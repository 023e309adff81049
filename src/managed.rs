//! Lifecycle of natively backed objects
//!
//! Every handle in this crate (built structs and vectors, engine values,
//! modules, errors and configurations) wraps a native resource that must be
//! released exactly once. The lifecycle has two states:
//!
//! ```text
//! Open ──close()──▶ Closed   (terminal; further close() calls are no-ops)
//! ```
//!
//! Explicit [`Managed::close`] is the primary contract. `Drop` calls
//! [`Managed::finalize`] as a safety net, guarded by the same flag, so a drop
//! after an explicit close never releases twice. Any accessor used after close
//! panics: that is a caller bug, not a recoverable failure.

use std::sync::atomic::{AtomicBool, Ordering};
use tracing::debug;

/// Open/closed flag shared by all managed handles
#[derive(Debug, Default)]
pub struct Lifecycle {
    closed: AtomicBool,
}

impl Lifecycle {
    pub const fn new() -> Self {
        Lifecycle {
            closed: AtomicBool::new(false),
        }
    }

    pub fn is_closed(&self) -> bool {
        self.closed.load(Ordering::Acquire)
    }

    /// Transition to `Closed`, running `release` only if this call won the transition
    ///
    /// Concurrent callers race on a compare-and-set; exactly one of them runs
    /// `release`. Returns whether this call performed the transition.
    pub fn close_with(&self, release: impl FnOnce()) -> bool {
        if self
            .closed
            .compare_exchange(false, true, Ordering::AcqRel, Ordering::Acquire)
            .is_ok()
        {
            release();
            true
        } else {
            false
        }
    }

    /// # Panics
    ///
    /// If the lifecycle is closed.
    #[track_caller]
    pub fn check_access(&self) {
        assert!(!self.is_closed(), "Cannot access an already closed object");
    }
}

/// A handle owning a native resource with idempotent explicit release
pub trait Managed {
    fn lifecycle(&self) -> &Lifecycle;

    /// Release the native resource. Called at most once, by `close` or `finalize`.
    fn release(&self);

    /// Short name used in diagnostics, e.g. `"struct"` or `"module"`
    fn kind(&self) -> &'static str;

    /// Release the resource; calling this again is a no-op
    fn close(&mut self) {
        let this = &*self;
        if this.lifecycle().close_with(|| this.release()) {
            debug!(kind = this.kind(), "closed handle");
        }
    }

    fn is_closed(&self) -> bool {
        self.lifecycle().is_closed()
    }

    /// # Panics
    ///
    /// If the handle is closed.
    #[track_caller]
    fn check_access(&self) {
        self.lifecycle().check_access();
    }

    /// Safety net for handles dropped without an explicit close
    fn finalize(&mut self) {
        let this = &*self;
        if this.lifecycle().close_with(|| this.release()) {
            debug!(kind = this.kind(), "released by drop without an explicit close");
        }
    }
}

◇ ◇ ◇

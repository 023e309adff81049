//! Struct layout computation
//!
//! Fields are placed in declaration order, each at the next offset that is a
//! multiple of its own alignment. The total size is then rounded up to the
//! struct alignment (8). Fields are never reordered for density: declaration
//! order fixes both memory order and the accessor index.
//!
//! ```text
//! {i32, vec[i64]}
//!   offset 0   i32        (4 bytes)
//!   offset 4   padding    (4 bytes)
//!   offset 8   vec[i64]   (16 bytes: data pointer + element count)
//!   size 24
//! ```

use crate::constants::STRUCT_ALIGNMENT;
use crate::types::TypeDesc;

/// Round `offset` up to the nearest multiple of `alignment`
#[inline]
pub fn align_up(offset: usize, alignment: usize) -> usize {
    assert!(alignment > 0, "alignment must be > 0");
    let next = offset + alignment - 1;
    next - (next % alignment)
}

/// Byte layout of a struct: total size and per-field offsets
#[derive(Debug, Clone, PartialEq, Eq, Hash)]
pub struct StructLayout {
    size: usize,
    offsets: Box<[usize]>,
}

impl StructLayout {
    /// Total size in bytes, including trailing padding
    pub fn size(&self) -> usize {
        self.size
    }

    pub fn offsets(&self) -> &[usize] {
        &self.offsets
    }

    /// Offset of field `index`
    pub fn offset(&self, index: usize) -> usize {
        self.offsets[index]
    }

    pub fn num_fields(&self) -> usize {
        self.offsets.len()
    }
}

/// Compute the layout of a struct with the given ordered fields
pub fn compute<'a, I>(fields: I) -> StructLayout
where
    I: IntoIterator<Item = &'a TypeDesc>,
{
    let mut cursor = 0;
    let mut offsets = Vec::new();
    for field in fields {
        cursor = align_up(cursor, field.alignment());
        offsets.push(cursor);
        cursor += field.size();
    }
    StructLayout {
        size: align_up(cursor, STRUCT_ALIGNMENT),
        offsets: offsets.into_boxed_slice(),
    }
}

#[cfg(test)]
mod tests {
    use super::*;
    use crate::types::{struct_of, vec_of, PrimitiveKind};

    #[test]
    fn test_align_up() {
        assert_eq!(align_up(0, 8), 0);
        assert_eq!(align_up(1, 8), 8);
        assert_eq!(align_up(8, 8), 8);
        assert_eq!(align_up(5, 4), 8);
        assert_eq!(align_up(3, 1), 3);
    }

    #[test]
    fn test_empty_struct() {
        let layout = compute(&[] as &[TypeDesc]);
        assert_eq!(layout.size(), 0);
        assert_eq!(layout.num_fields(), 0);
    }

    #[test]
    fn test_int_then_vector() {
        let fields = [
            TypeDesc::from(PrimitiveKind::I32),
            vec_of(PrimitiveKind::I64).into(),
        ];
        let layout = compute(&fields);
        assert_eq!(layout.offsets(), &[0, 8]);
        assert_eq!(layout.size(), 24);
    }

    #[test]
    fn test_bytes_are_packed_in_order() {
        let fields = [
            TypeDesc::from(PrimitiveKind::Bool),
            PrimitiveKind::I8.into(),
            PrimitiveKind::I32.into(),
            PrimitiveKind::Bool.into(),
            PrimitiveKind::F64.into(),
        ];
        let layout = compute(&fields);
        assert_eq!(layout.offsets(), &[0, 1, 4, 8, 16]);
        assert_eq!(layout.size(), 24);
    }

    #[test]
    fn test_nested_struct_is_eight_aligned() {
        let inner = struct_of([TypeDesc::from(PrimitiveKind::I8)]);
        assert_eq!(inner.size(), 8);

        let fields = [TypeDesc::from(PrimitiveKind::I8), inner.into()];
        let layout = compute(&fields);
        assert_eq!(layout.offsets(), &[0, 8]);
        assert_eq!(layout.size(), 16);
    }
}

◇ ◇ ◇

WORK TASK
State, with no accompanying text, how many lines of the material contain the string "multiple".

EXERCISE SOLUTION
2